Work required:
Search the records for lines that contain the word "build". Copy them all.

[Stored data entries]
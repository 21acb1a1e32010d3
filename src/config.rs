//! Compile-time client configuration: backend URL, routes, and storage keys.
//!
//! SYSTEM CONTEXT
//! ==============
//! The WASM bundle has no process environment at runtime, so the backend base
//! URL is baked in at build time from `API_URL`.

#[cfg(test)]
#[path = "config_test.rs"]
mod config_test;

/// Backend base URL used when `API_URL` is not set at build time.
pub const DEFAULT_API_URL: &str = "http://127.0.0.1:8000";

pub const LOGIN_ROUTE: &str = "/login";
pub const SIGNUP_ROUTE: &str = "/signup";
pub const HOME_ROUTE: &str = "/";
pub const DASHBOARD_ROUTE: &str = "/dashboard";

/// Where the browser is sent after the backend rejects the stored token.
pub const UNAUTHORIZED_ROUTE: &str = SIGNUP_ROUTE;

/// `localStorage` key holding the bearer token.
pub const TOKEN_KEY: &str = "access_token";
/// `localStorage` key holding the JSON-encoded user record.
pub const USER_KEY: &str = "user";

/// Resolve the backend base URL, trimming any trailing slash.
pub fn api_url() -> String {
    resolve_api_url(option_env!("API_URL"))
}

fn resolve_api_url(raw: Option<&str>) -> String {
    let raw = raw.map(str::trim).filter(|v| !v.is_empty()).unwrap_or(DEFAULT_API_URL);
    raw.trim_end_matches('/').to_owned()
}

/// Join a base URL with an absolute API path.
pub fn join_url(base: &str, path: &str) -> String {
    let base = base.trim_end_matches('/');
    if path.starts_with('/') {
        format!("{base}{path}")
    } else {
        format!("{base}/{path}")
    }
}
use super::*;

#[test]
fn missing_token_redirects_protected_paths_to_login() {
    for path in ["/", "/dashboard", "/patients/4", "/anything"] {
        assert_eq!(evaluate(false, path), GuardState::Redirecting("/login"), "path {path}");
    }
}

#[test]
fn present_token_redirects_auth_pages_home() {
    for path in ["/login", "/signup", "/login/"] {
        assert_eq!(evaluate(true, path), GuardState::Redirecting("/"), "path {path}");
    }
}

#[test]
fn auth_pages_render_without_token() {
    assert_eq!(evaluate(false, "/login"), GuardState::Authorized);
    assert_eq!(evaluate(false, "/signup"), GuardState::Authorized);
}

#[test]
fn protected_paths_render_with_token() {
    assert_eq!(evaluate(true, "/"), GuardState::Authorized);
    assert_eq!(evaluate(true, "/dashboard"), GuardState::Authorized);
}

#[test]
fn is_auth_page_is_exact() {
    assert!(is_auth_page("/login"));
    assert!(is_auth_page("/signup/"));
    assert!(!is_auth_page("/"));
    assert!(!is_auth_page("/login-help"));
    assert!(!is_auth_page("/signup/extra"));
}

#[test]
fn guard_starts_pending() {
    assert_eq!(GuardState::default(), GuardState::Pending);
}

--

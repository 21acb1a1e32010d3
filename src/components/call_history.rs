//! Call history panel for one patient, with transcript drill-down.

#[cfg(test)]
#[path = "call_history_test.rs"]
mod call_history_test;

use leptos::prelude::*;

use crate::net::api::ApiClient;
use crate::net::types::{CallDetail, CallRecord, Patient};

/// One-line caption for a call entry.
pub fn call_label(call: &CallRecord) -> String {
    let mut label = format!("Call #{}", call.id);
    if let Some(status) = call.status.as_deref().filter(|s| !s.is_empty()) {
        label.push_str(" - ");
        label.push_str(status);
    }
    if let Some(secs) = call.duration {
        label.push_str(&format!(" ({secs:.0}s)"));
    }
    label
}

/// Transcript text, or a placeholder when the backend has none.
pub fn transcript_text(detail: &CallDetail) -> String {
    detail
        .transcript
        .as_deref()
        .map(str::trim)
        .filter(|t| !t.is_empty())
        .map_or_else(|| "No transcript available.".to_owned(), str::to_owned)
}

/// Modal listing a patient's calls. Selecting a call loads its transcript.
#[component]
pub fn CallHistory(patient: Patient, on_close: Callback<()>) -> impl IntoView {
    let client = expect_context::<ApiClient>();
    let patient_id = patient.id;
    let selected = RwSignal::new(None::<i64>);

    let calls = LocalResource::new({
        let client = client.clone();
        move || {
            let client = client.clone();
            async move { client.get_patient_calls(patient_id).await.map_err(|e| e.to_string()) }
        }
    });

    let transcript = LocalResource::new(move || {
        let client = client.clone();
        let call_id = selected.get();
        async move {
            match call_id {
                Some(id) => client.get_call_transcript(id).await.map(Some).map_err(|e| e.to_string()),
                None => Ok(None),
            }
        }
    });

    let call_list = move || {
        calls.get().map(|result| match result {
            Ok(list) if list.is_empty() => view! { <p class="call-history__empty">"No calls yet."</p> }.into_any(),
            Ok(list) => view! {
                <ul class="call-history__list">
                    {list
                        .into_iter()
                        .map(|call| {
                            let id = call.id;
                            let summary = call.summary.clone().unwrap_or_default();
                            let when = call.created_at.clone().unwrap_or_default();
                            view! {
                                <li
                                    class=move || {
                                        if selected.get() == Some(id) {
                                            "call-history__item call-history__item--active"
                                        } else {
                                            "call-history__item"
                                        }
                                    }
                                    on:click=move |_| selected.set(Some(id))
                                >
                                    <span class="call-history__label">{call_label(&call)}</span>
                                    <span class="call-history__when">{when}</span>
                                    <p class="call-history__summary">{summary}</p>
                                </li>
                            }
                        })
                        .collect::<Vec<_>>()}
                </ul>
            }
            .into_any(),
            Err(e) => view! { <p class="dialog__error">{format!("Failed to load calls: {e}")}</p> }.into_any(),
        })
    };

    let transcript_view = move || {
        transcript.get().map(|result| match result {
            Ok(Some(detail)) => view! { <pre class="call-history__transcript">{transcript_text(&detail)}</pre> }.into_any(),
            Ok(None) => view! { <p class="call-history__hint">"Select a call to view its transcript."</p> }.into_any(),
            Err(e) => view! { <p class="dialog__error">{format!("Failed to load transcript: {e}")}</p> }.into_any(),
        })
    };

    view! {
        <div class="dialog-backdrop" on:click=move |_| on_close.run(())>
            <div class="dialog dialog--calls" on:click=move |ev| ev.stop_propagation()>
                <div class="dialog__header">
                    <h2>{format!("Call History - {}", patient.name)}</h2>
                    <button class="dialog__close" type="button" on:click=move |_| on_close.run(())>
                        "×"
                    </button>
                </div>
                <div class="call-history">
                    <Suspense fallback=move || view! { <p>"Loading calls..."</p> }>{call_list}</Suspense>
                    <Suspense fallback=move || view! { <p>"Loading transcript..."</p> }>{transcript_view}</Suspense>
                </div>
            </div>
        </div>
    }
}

...

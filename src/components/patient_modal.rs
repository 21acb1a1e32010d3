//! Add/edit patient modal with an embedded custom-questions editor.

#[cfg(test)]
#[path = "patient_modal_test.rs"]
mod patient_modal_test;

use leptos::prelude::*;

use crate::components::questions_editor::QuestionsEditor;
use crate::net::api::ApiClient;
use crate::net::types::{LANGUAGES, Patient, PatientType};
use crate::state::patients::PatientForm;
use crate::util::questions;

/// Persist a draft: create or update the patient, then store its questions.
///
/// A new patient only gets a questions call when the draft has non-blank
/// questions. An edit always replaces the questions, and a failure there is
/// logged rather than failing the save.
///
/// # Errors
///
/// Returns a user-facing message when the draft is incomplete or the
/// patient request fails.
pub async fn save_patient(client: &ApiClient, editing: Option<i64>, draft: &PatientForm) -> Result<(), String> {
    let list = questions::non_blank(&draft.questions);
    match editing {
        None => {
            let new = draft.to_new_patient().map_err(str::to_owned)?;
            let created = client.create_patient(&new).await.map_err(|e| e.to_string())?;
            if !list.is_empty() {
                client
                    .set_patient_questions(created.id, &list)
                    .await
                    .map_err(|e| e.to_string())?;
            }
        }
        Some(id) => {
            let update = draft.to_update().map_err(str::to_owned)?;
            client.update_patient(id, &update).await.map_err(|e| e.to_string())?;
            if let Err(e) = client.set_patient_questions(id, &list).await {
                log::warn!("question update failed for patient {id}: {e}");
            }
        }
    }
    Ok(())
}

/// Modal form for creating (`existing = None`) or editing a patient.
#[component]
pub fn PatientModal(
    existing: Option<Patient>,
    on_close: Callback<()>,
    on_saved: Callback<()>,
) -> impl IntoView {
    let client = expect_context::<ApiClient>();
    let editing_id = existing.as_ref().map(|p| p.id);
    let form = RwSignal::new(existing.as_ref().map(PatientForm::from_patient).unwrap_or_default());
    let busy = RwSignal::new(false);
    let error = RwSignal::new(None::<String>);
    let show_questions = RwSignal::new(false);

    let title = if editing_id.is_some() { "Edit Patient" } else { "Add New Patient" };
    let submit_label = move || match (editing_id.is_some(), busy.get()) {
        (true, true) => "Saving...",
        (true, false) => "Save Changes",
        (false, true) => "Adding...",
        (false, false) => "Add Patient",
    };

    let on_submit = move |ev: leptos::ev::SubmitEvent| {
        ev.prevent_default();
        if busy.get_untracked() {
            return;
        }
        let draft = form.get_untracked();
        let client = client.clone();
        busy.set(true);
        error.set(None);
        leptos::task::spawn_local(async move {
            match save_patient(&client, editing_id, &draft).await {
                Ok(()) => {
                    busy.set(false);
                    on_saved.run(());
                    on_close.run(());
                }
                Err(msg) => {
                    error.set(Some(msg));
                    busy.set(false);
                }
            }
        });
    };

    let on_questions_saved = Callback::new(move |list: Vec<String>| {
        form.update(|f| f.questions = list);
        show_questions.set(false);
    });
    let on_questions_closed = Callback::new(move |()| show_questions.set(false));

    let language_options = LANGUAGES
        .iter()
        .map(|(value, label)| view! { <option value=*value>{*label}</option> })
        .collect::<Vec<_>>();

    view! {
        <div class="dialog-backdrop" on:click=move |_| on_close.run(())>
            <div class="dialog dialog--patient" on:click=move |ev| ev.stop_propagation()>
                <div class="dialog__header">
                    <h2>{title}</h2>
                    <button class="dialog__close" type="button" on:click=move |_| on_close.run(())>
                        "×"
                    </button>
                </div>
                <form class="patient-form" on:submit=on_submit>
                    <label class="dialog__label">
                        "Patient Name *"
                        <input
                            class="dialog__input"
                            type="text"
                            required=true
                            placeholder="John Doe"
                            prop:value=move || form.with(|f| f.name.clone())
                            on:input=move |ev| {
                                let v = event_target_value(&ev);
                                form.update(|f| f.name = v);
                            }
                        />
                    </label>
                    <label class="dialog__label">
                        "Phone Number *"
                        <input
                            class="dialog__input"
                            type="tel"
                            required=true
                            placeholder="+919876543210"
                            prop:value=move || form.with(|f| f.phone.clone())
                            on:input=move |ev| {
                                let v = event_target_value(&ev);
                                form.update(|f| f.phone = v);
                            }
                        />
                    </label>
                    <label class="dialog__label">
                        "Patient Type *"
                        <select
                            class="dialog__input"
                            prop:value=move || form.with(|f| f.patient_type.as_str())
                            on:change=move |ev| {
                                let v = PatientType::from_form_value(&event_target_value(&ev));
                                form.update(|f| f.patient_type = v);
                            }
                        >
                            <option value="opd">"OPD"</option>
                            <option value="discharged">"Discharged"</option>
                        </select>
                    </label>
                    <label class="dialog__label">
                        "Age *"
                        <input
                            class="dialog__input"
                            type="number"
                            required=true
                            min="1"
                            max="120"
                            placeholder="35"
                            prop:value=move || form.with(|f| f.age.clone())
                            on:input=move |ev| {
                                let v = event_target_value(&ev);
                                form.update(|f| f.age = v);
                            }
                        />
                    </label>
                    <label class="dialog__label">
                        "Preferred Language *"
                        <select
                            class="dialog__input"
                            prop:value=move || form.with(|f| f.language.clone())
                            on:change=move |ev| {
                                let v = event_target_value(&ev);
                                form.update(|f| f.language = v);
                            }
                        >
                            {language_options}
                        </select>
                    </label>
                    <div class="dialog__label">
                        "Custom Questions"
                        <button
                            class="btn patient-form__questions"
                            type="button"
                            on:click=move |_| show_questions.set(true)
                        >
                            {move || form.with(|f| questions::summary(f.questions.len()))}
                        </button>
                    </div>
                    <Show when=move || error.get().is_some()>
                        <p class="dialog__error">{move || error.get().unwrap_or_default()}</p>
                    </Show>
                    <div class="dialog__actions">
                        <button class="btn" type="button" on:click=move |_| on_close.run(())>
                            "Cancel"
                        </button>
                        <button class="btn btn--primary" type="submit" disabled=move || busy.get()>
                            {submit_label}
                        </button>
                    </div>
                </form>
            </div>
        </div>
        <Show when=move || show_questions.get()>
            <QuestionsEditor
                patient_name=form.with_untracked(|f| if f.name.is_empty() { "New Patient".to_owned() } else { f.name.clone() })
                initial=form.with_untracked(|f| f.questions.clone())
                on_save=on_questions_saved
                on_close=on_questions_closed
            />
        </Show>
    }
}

Output:
//! URL is baked in at build time from `API_URL`.
/// Backend base URL used when `API_URL` is not set at build time.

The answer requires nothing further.